Кайрис доходит до двери и осторожно выглядывает из-за угла, чувствуя, как кровь стучит у нее в висках. Внутри темно, но эта темнота шевелится, как живая: вздымаются бока спящего коня, дрожит свет луны, скользят неясные тени. Кайрис напряженно выжидает. Вскоре хрип раздается опять, и она видит, как колышется небольшая кучка сена. Наверное, действительно бродяга. Она уже собирается уходить, как вдруг стон обрывается резко, как крик подбитой птицы. Сено вздымается, и на землю вываливается что-то темное и мягкое. Нерешительно потоптавшись на пороге, Кайрис делает глубокий вдох и задерживает дыхание, чтобы не чувствовать запаха. Любопытство тянет ее за собой в темноту конюшни.
Дальнейшие события происходят одно за другим с безумной скоростью. Незнакомец вскакивает на ноги и, прежде чем Кайрис успевает среагировать, бросается вперед. Его пальцы сжимаются на ее плечах, впиваясь так сильно, что руки сводит от боли. Кайрис вскрикивает и дергается, но хватка сжимается только сильнее. В нос ударяет запах немытого тела. От страха все внутри мгновенно холодеет, и Кайрис распахивает рот, чтобы закричать, но вместо этого пытается сделать хотя бы один вдох. Незнакомец вздергивает голову, качаясь вперед, и вдруг очень отчетливо говорит:
– Это все боги… проклятые боги, слышишь?
Кайрис пытается вывернуться, но чужие руки держат ее слишком крепко. Что-то в чужом голосе заставляет повторять попытки раз за разом, несмотря на их безуспешность. Кайрис напрягает все мышцы и дергается опять, и в этот раз ей удается: она отскакивает, пятясь, пока не оказывается у двери и там снова замирает. Глаза выхватывают обмякшее тело, лежащее на полу – похоже, незнакомец потратил все свои силы.

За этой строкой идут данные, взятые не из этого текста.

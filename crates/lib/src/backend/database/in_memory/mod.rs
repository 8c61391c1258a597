//! In-memory document store implementation
//!
//! This module provides an in-memory implementation of the `DocumentStore`
//! trait, suitable for testing, development, or small deployments that
//! persist by saving the whole state to a JSON file.

mod persistence;
mod storage;

use std::any::Any;
use std::collections::HashMap;
use std::path::Path;
use std::sync::Arc;
#[cfg(any(test, feature = "testing"))]
use std::sync::atomic::AtomicUsize;
use std::sync::atomic::{AtomicBool, Ordering};

use async_trait::async_trait;
use tokio::sync::RwLock;

use crate::{
    Clock, ID, Result, SystemClock,
    backend::{DocumentStore, Filter, RootPatch},
    document::{Depth, RootDoc},
};

/// Root documents keyed by ID, plus the order they were created in.
#[derive(Debug, Clone, Default)]
pub(crate) struct Documents {
    pub(crate) by_id: HashMap<ID, RootDoc>,
    pub(crate) order: Vec<ID>,
}

/// A simple in-memory document store using a `HashMap` for storage.
///
/// Documents are kept at full depth and truncated on the way out, so a `get`
/// at a shallow depth never loses data on a later `put`. Every write swaps a
/// whole document under one lock, so readers never observe a partial write.
///
/// Persistence is available via `save_to_file` and `load_from_file`,
/// serializing all documents to JSON.
#[derive(Debug)]
pub struct InMemory {
    pub(crate) documents: RwLock<Documents>,
    pub(crate) clock: Arc<dyn Clock>,
    /// Reads report `Unavailable` and writes fail while this is false.
    pub(crate) available: AtomicBool,
    #[cfg(any(test, feature = "testing"))]
    pub(crate) failing_puts: AtomicUsize,
}

impl InMemory {
    /// Creates a new, empty `InMemory` store using the system clock.
    pub fn new() -> Self {
        Self::with_clock(Arc::new(SystemClock))
    }

    /// Creates a new, empty store stamping documents with `clock`.
    pub fn with_clock(clock: Arc<dyn Clock>) -> Self {
        Self {
            documents: RwLock::new(Documents::default()),
            clock,
            available: AtomicBool::new(true),
            #[cfg(any(test, feature = "testing"))]
            failing_puts: AtomicUsize::new(0),
        }
    }

    /// Number of root documents currently stored.
    pub async fn len(&self) -> usize {
        self.documents.read().await.order.len()
    }

    pub async fn is_empty(&self) -> bool {
        self.len().await == 0
    }

    /// Saves every root document to a specified file as JSON.
    ///
    /// # Arguments
    /// * `path` - The path to the file where the state should be saved.
    ///
    /// # Returns
    /// A `Result` indicating success or an I/O or serialization error.
    pub async fn save_to_file<P: AsRef<Path>>(&self, path: P) -> Result<()> {
        persistence::save_to_file(self, path).await
    }

    /// Loads the store state from a specified JSON file.
    ///
    /// If the file does not exist, a new, empty `InMemory` store is returned.
    pub async fn load_from_file<P: AsRef<Path>>(path: P) -> Result<Self> {
        persistence::load_from_file(path, Arc::new(SystemClock)).await
    }

    /// Like [`InMemory::load_from_file`], stamping later writes with `clock`.
    pub async fn load_from_file_with_clock<P: AsRef<Path>>(
        path: P,
        clock: Arc<dyn Clock>,
    ) -> Result<Self> {
        persistence::load_from_file(path, clock).await
    }

    pub(crate) fn is_available(&self) -> bool {
        self.available.load(Ordering::SeqCst)
    }

    /// Simulates the store going offline (`false`) or coming back (`true`).
    #[cfg(any(test, feature = "testing"))]
    pub fn set_available(&self, available: bool) {
        self.available.store(available, Ordering::SeqCst);
    }

    /// Makes the next `count` calls to `put` fail with `WriteFailed`.
    #[cfg(any(test, feature = "testing"))]
    pub fn fail_next_puts(&self, count: usize) {
        self.failing_puts.store(count, Ordering::SeqCst);
    }

    /// Consumes one injected put failure, if any are pending.
    #[cfg(any(test, feature = "testing"))]
    pub(crate) fn take_injected_failure(&self) -> bool {
        self.failing_puts
            .fetch_update(Ordering::SeqCst, Ordering::SeqCst, |n| n.checked_sub(1))
            .is_ok()
    }

    #[cfg(not(any(test, feature = "testing")))]
    pub(crate) fn take_injected_failure(&self) -> bool {
        false
    }
}

impl Default for InMemory {
    fn default() -> Self {
        Self::new()
    }
}

#[async_trait]
impl DocumentStore for InMemory {
    async fn get(&self, root_id: &ID, depth: Depth) -> Result<RootDoc> {
        storage::get(self, root_id, depth).await
    }

    async fn find(&self, filter: &Filter, depth: Depth, limit: usize) -> Result<Vec<RootDoc>> {
        storage::find(self, filter, depth, limit).await
    }

    async fn put(&self, root_id: &ID, patch: RootPatch) -> Result<RootDoc> {
        storage::put(self, root_id, patch).await
    }

    async fn create(&self, root: RootDoc) -> Result<RootDoc> {
        storage::create(self, root).await
    }

    async fn remove(&self, root_id: &ID) -> Result<()> {
        storage::remove(self, root_id).await
    }

    async fn all_roots(&self) -> Result<Vec<ID>> {
        storage::all_roots(self).await
    }

    fn as_any(&self) -> &dyn Any {
        self
    }
}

Пальцы, сжимающие косяк, начинают медленно расслабляться. Кайрис стоит еще долго, но тело на полу так и не начинает шевелиться. Она нервно сглатывает и, с трудом повернувшись к телу спиной, направляется прочь от кормы. Рука сама собой тянется к лямке сумки и натыкается на пустоту. Кайрис останавливается, обнаруживая, что привычная тяжесть испарилась. Она… неужели она обронила сумку? Вот же Зилай! Кайрис стискивает кулаки в приступе досады вперемешку со страхом, а потом резко поворачивается и бежит к корчме.